02 notifications

Notifications on iOS and Android

In the first entry in this miniseries on notifications I touched on:

  • Notification overload

  • “Dumb management” characterized by a lack of automated filtering

  • Logic for different information categories

  • Lack of ability to access previous notifications causes unmanageably crowded notification centers

This time, I’ll show how notifications are handled on the relevant platforms and the limitations therein.

After a long relationship with Android, I picked up an iPhone 6 in November. I’ve since become hyper-aware of the difference between Android and iOS’s notification logic.

ios_stack

iOS’s system-wide notification management center is somewhat lackluster. It’s one long list of all your apps, and for each, the options seen above. While you can turn on and off the sound and lockscreen alerts, the only meaningful option here is disabling an app’s notifications entirely. While iOS’s Do Not Disturb mode prevents notifications from vibrating the phone, it doesn’t change what actually populates the Notification Center. The result for most users is a Notification Center stacked with lots of notifications not currently relevant.

ios_individual

Moving onto Android. Over the last few years, much ado has been made about Android’s notification handling. As a longtime user, I can vouch for the fact that notifications with integrated actions, expandable notifications, grouping, and bulk dismiss make for a more efficient and user-friendly experience than the iOS implementation. Notification Center’s poor usability is worth further exploration, but I’ll stick to the topic of system-level notification mangagement in this entry.

In the past, notification settings could be found in each individual app. This is still the case, but Android 5.0 also includes a unified location to change notification settings for each app, in addition to a new Priority Mode. Priority Mode sounds like a cousin of Do Not Disturb, but Do Not Disturb is really just a fancy way of of saying “Silenced.” Priority Mode gives you the ability to select which apps display notifications when Priority Mode is turned on. Priority-enabled notifications continue to vibrate the phone and are sent to the top of the notification panel, while everything else is muted for the duration that priority mode is on.

android_priority

I find priority mode to be useful to leave on by default, as only alarms and notifications I’ve opted into appear. To make a comparison, iOS’s notification management is all or nothing.

android_individual

Android’s whole notification experience is more robust and works fine for everyday use. But ultimately, its most clear advantages like expandable notifications and bulk dismissed are geared toward managing notifications that already appeared on the phone. The cognitive burden of managing notifications is mostly put on the end user. Priority mode does help to curb the problem of volume, but it’s more of a power user option.

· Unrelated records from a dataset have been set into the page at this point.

use color_eyre::{eyre::eyre, Result};
use multiaddr::{Multiaddr, Protocol};
use tracing::debug;

use crate::errors::RequestError;

/// Decoded form of a strict two-component dialable address.
#[derive(Debug, Clone, PartialEq, Eq)]
pub struct HostPort {
    pub host: String,
    pub is_hostname: bool,
    pub port: u16,
}

/// Decodes a multiaddr of exactly the shape `<ip|dns>/tcp/<port>`.
/// Anything else is rejected without network I/O.
pub fn decode_host_port(addr: &Multiaddr) -> Result<HostPort, RequestError> {
    let mut components = addr.iter();

    let (host, is_hostname) = match components.next() {
        Some(Protocol::Ip4(ip)) => (ip.to_string(), false),
        Some(Protocol::Ip6(ip)) => (ip.to_string(), false),
        Some(Protocol::Dns(host))
        | Some(Protocol::Dns4(host))
        | Some(Protocol::Dns6(host))
        | Some(Protocol::Dnsaddr(host)) => (host.to_string(), true),
        _ => return Err(RequestError::NoValidMultiAddr),
    };

    let port = match components.next() {
        Some(Protocol::Tcp(port)) => port,
        _ => return Err(RequestError::NoValidMultiAddr),
    };

    if components.next().is_some() {
        return Err(RequestError::NoValidMultiAddr);
    }

    Ok(HostPort {
        host,
        is_hostname,
        port,
    })
}

/// Decodes raw multiaddr bytes, skipping entries that do not parse.
pub fn bytes_to_multiaddrs(addrs: &[Vec<u8>]) -> Vec<Multiaddr> {
    addrs
        .iter()
        .filter_map(|bytes| match Multiaddr::try_from(bytes.clone()) {
            Ok(addr) => Some(addr),
            Err(err) => {
                debug!("failed to decode multiaddr bytes: {err}");
                None
            }
        })
        .collect()
}

pub fn bytes_to_multiaddr_strings(addrs: &[Vec<u8>]) -> Vec<String> {
    bytes_to_multiaddrs(addrs)
        .iter()
        .map(ToString::to_string)
        .collect()
}

/// Splits a trailing `/p2p/<peer>` component off an endpoint address.
pub fn split_peer_id(addr: Multiaddr) -> (Multiaddr, Option<libp2p::PeerId>) {
    let mut remain = Multiaddr::empty();
    let mut peer = None;
    for component in addr.iter() {
        match component {
            Protocol::P2p(id) => peer = Some(id),
            other => remain.push(other),
        }
    }
    (remain, peer)
}

/// Converts an HTTP(S) endpoint multiaddr to a URL string. The scheme is
/// taken from the explicit http/https component; `/tls/http` counts as
/// https, and a bare host+tcp pair defaults to http.
pub fn multiaddr_to_url(addr: &Multiaddr) -> Result<String> {
    let mut host: Option<String> = None;
    let mut port: Option<u16> = None;
    let mut scheme: Option<&str> = None;
    let mut tls = false;

    for component in addr.iter() {
        match component {
            Protocol::Dns(name) | Protocol::Dns4(name) | Protocol::Dns6(name) => {
                host = Some(name.to_string());
            }
            Protocol::Ip4(ip) => host = Some(ip.to_string()),
            Protocol::Ip6(ip) => host = Some(format!("[{ip}]")),
            Protocol::Tcp(p) => port = Some(p),
            Protocol::Tls => tls = true,
            Protocol::Http => scheme = Some("http"),
            Protocol::Https => scheme = Some("https"),
            _ => {}
        }
    }

    let host = host.ok_or_else(|| eyre!("multiaddr has no host component: {addr}"))?;
    let port = port.ok_or_else(|| eyre!("multiaddr has no tcp port: {addr}"))?;
    let scheme = match scheme {
        Some("http") if tls => "https",
        Some(explicit) => explicit,
        None => "http",
    };

    Ok(format!("{scheme}://{host}:{port}"))
}

#[cfg(test)]
mod tests {
    use super::*;
    use pretty_assertions::assert_eq;

    #[test]
    fn decodes_ip4_tcp() {
        let addr: Multiaddr = "/ip4/1.2.3.4/tcp/1234".parse().unwrap();
        assert_eq!(
            decode_host_port(&addr).unwrap(),
            HostPort {
                host: "1.2.3.4".to_string(),
                is_hostname: false,
                port: 1234,
            }
        );
    }

    #[test]
    fn decodes_dns4_tcp_as_hostname() {
        let addr: Multiaddr = "/dns4/example.com/tcp/80".parse().unwrap();
        let decoded = decode_host_port(&addr).unwrap();
        assert!(decoded.is_hostname);
        assert_eq!(decoded.host, "example.com");
        assert_eq!(decoded.port, 80);
    }

    #[test]
    fn rejects_udp() {
        let addr: Multiaddr = "/ip4/1.2.3.4/udp/1234".parse().unwrap();
        assert!(matches!(
            decode_host_port(&addr),
            Err(RequestError::NoValidMultiAddr)
        ));
    }

    #[test]
    fn rejects_extra_components() {
        let addr: Multiaddr = "/ip4/1.2.3.4/tcp/1234/http".parse().unwrap();
        assert!(decode_host_port(&addr).is_err());
    }

    #[test]
    fn skips_undecodable_multiaddr_bytes() {
        let good: Multiaddr = "/ip4/1.2.3.4/tcp/1".parse().unwrap();
        let decoded = bytes_to_multiaddrs(&[good.to_vec(), vec![0xff, 0xff, 0xff]]);
        assert_eq!(decoded, vec![good]);
    }

    #[test]
    fn url_conversion_handles_schemes() {
        let cases = [
            ("/ip4/1.2.3.4/tcp/8080/http", "http://1.2.3.4:8080"),
            ("/dns/example.com/tcp/443/https", "https://example.com:443"),
            ("/dns/example.com/tcp/443/tls/http", "https://example.com:443"),
            ("/ip4/1.2.3.4/tcp/8080", "http://1.2.3.4:8080"),
        ];
        for (input, expected) in cases {
            let addr: Multiaddr = input.parse().unwrap();
            assert_eq!(multiaddr_to_url(&addr).unwrap(), expected);
        }
    }

    #[test]
    fn splits_trailing_peer_component() {
        let addr: Multiaddr =
            "/ip4/1.2.3.4/tcp/1234/p2p/12D3KooWD3eckifWpRn9wQpMG9R9hX3sD158z7EqHWmweQAJU5SA"
                .parse()
                .unwrap();
        let (remain, peer) = split_peer_id(addr);
        assert_eq!(remain.to_string(), "/ip4/1.2.3.4/tcp/1234");
        assert!(peer.is_some());
    }
}
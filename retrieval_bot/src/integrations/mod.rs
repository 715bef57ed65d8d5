mod filplus;
mod spade;
mod spcoverage;
mod statemarketdeals;
mod tasks;

pub use filplus::*;
pub use spade::*;
pub use spcoverage::*;
pub use statemarketdeals::*;
pub use tasks::*;
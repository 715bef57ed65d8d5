use color_eyre::Result;
use retrieval_bot::probes::HttpProbe;
use retrieval_bot::types::ModuleName;
use retrieval_bot::worker::run_worker;

#[tokio::main]
async fn main() -> Result<()> {
    retrieval_bot::init_binary()?;
    run_worker(ModuleName::Http, Box::new(HttpProbe)).await
}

How Inbox by Google Does Notifications Right

To close out this article, I want to leave an example of notifications handled really well. Previously I mentioned that email clients generally do a good job of helping users access large quantities of incoming information. A number of entities have tried to improve email with even better ways to manage this in the last few years, but I think the Gmail team is approaching the problem more correctly than anyone else. Looking at updates to Gmail in the last 5 years points to a deep awareness of the problem of different types of content in the inbox. Beginning with the introduction of the poorly received tabbed inbox, subsequent updates have seen modest progress toward automatic email categorization.

Inbox by Gmail, released into beta last fall, utterly nails it. Inbox automatically bundles emails into the default categories Social, Forums, Promos, Purchases, Updates, Finance, and Travel, and allows users to create and organize categories themselves; Inbox also learns when you categorize by yourself, eventually taking over for you. Moreover, Inbox for iOS and Android only notifies users when a high priority email or one that can’t be categorized arrives. The accuracy of this feature is very high - about 95% of the time, notifications from Inbox are from actual people writing me directly. So far, no important messages or conversations have been lost to the automatic categorization. Threads can also be pinned or marked as low priority.

The result is an email that is perfectly suited for actual user behavior. With automatic and user-guided categorization and options for category notifications, you only have to be notified about emails you want to receive. Since I started using Inbox as my daily email driver, I’ve checked my email less and less, but maintained confidence that I’m not missing any important messages.

It’s important to note that Inbox succeeds not only because Gmail has been learning from billions of data points over the last several years, but because as a user you can manually aid the categorization algorithms as well. I’ll touch on this again in my next entry. I believe a similar technique could be applied to mobile notifications themselves. I’ll present this potential solution in Part 3 of this series.